(Collected data entries)
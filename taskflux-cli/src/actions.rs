use crate::check;
use colored::*;
use reqwest::Client;
use reqwest::header::CONTENT_DISPOSITION;
use serde::{Deserialize, Serialize};
use std::error::Error;
use std::path::PathBuf;

#[derive(Debug, Deserialize)]
struct KillReport {
    pid: u32,
    name: String,
    outcome: String,
}

#[derive(Debug, Deserialize)]
struct TreeMember {
    pid: u32,
    outcome: String,
}

#[derive(Debug, Deserialize)]
struct TreeReport {
    pid: u32,
    name: String,
    cycle: u64,
    outcome: String,
    descendants: Vec<TreeMember>,
}

#[derive(Debug, Deserialize)]
struct Location {
    executable: String,
    directory: String,
}

#[derive(Debug, Serialize, Deserialize, Default)]
struct Settings {
    #[serde(skip_serializing_if = "Option::is_none")]
    refresh_interval_ms: Option<u64>,
    #[serde(skip_serializing_if = "Option::is_none")]
    show_system_processes: Option<bool>,
    #[serde(skip_serializing_if = "Option::is_none")]
    auto_sort: Option<bool>,
}

fn outcome_label(outcome: &str) -> ColoredString {
    match outcome {
        "terminated" => outcome.green(),
        "escalated" => outcome.yellow(),
        _ => outcome.dimmed(),
    }
}

pub async fn run_kill(client: &Client, url: &str, pid: u32) -> Result<(), Box<dyn Error>> {
    let resp = client
        .post(format!("{url}/processes/{pid}/kill"))
        .send()
        .await?;
    let report: KillReport = check(resp).await?.json().await?;
    println!(
        "{} (PID {}): {}",
        report.name,
        report.pid,
        outcome_label(&report.outcome)
    );
    Ok(())
}

pub async fn run_kill_tree(client: &Client, url: &str, pid: u32) -> Result<(), Box<dyn Error>> {
    let resp = client
        .post(format!("{url}/processes/{pid}/kill-tree"))
        .send()
        .await?;
    let report: TreeReport = check(resp).await?.json().await?;
    for member in &report.descendants {
        println!("  PID {:<8} {}", member.pid, outcome_label(&member.outcome));
    }
    println!(
        "{} (PID {}): {} with {} descendant(s), tree from cycle {}",
        report.name,
        report.pid,
        outcome_label(&report.outcome),
        report.descendants.len(),
        report.cycle
    );
    Ok(())
}

pub async fn run_locate(client: &Client, url: &str, pid: u32) -> Result<(), Box<dyn Error>> {
    let resp = client
        .get(format!("{url}/processes/{pid}/location"))
        .send()
        .await?;
    let location: Location = check(resp).await?.json().await?;
    println!("{}", location.executable);
    println!("{} {}", "directory:".dimmed(), location.directory);
    Ok(())
}

fn suggested_name(disposition: Option<&str>) -> Option<String> {
    let value = disposition?;
    let start = value.find("filename=\"")? + "filename=\"".len();
    let end = value[start..].find('"')? + start;
    Some(value[start..end].to_string())
}

pub async fn run_export(
    client: &Client,
    url: &str,
    output: Option<PathBuf>,
) -> Result<(), Box<dyn Error>> {
    let resp = check(client.get(format!("{url}/export")).send().await?).await?;
    let suggested = suggested_name(
        resp.headers()
            .get(CONTENT_DISPOSITION)
            .and_then(|v| v.to_str().ok()),
    );
    let body = resp.bytes().await?;
    let path = output
        .or_else(|| suggested.map(PathBuf::from))
        .unwrap_or_else(|| PathBuf::from("taskflux-snapshot.json"));
    std::fs::write(&path, &body)?;
    println!("Exported {} bytes to {}", body.len(), path.display());
    Ok(())
}

pub async fn run_settings(
    client: &Client,
    url: &str,
    refresh_ms: Option<u64>,
    show_system: Option<bool>,
    auto_sort: Option<bool>,
) -> Result<(), Box<dyn Error>> {
    let patch = Settings {
        refresh_interval_ms: refresh_ms,
        show_system_processes: show_system,
        auto_sort,
    };
    let request = if refresh_ms.is_none() && show_system.is_none() && auto_sort.is_none() {
        client.get(format!("{url}/settings"))
    } else {
        client.put(format!("{url}/settings")).json(&patch)
    };
    let settings: Settings = check(request.send().await?).await?.json().await?;
    let show = |v: Option<String>| v.unwrap_or_else(|| "-".to_string());
    println!(
        "refresh_interval_ms   {}",
        show(settings.refresh_interval_ms.map(|v| v.to_string()))
    );
    println!(
        "show_system_processes {}",
        show(settings.show_system_processes.map(|v| v.to_string()))
    );
    println!(
        "auto_sort             {}",
        show(settings.auto_sort.map(|v| v.to_string()))
    );
    Ok(())
}

#[cfg(test)]
mod tests {
    use super::*;

    #[test]
    fn parses_attachment_filename() {
        assert_eq!(
            suggested_name(Some("attachment; filename=\"taskflux-snapshot-9.json\"")),
            Some("taskflux-snapshot-9.json".to_string())
        );
        assert_eq!(suggested_name(Some("inline")), None);
        assert_eq!(suggested_name(None), None);
    }
}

ACTION ITEM: How many of the lines above include the string "Some"? Only the number should be written.

RESPONSE BOX: 4